● EXERCISE GOAL
In the data below, find every line that has the string "task", and copy it.

● DATA EXCERPTS
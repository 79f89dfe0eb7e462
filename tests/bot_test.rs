//! Tests for bot wiring: directory persistence around the dispatch loop.

use std::sync::Arc;
use std::time::Duration;

use strictly_rps::{
    Bot, BotConfig, BotIdentity, ChatKind, ConfigOverrides, Directory, InboundMessage,
    MemoryTransport, Participant,
};
use tokio::sync::mpsc;
use tokio_util::sync::CancellationToken;

fn bot_with_file(path: &std::path::Path) -> Bot {
    let overrides = ConfigOverrides {
        token: Some("test-token".to_string()),
        chats_file: Some(path.to_path_buf()),
        ..Default::default()
    };
    let config = BotConfig::default()
        .apply(overrides)
        .expect("Config rejected");
    let (transport, _log) = MemoryTransport::new(BotIdentity::new(1, "rps_bot".to_string()));
    Bot::new(&config, Arc::new(transport))
}

fn private_hello(user: i64) -> InboundMessage {
    InboundMessage::new(
        1,
        Participant::new(user, format!("user{user}")),
        user,
        ChatKind::Private,
        Some("hello".to_string()),
    )
}

#[tokio::test]
async fn test_save_and_restore_from_async_context() {
    let dir = tempfile::tempdir().expect("Failed to create temp dir");
    let path = dir.path().join("chats.json");

    let bot = bot_with_file(&path);
    bot.directory().put(5, 50);
    bot.directory().put(6, 60);
    bot.save_directory().await;

    let reloaded = Directory::new();
    assert_eq!(reloaded.load_file(&path).expect("Load failed"), 2);
    assert_eq!(reloaded.get(6), Some(60));

    let restored = bot_with_file(&path);
    restored.restore_directory().await;
    assert_eq!(restored.directory().get(5), Some(50));
}

#[tokio::test]
async fn test_restore_with_missing_file_leaves_directory_empty() {
    let dir = tempfile::tempdir().expect("Failed to create temp dir");
    let bot = bot_with_file(&dir.path().join("absent.json"));
    bot.restore_directory().await;
    assert!(bot.directory().is_empty());
}

#[tokio::test]
async fn test_run_saves_on_shutdown() {
    let dir = tempfile::tempdir().expect("Failed to create temp dir");
    let path = dir.path().join("chats.json");
    let bot = bot_with_file(&path);

    let (tx, rx) = mpsc::channel(8);
    let shutdown = CancellationToken::new();
    let running = {
        let bot = bot.clone();
        let shutdown = shutdown.clone();
        tokio::spawn(async move { bot.run(rx, shutdown).await })
    };

    tx.send(private_hello(9)).await.expect("Send failed");
    drop(tx);
    tokio::time::timeout(Duration::from_secs(2), running)
        .await
        .expect("Bot did not stop")
        .expect("Bot task panicked");

    let reloaded = Directory::new();
    reloaded.load_file(&path).expect("Load failed");
    assert_eq!(reloaded.get(9), Some(9));
    assert!(!shutdown.is_cancelled());
}
//! Strictly RPS library - rock-paper-scissors over chat
//!
//! Matches players, collects one move from each over private chats, and
//! announces the result.
//!
//! # Architecture
//!
//! - **Games**: choice parsing and outcome evaluation
//! - **Session**: race-free registry of pending moves and recruiting groups
//! - **Directory**: user to private chat mapping with JSON snapshots
//! - **Coordinator**: one task per game, solo or group
//! - **Dispatcher**: routes each inbound message
//! - **Transport**: Telegram Bot API client and an in-memory test transport
//!
//! # Example
//!
//! ```no_run
//! use std::sync::Arc;
//! use strictly_rps::{Bot, BotConfig, BotIdentity, MemoryTransport};
//! use tokio::sync::mpsc;
//! use tokio_util::sync::CancellationToken;
//!
//! # async fn example() {
//! let (transport, _log) = MemoryTransport::new(BotIdentity::new(1, "rps_bot".to_string()));
//! let bot = Bot::new(&BotConfig::default(), Arc::new(transport));
//! let (_tx, rx) = mpsc::channel(16);
//! bot.run(rx, CancellationToken::new()).await;
//! # }
//! ```

#![warn(missing_docs)]
#![forbid(unsafe_code)]

// Private module declarations
mod bot;
mod command;
mod config;
mod coordinator;
mod directory;
mod dispatcher;
mod games;
mod session;
mod transport;

pub mod messages;

// Crate-level exports - Process wiring
pub use bot::{Bot, run_telegram};

// Crate-level exports - Commands
pub use command::{Command, CommandParser, HELP_TEXT, ParsedText};

// Crate-level exports - Configuration
pub use config::{BotConfig, ConfigError, ConfigOverrides, TOKEN_ENV};

// Crate-level exports - Game coordination
pub use coordinator::{CoordinatorSettings, GameCoordinator, StartRejection};
pub use dispatcher::{Dispatch, Dispatcher};

// Crate-level exports - Directory
pub use directory::{Directory, DirectoryError, DirectorySnapshot};

// Crate-level exports - Game types
pub use games::rps::{Choice, Outcome, evaluate, format_result, format_solo_result};

// Crate-level exports - Session registry
pub use session::{
    AlreadyClaimed, AlreadyOpen, AwaitSlot, Delivery, Forward, GroupInbox, PairConflict,
    SessionRegistry, SlotClosed,
};

// Crate-level exports - Transport
pub use transport::{
    BotIdentity, ChatId, ChatKind, InboundMessage, MemoryTransport, OutboundLog,
    OutboundMessage, Participant, TelegramTransport, Transport, TransportError, UserId,
    split_message,
};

● EXERCISE OUTPUT
        .expect("Bot task panicked");
//! - **Coordinator**: one task per game, solo or group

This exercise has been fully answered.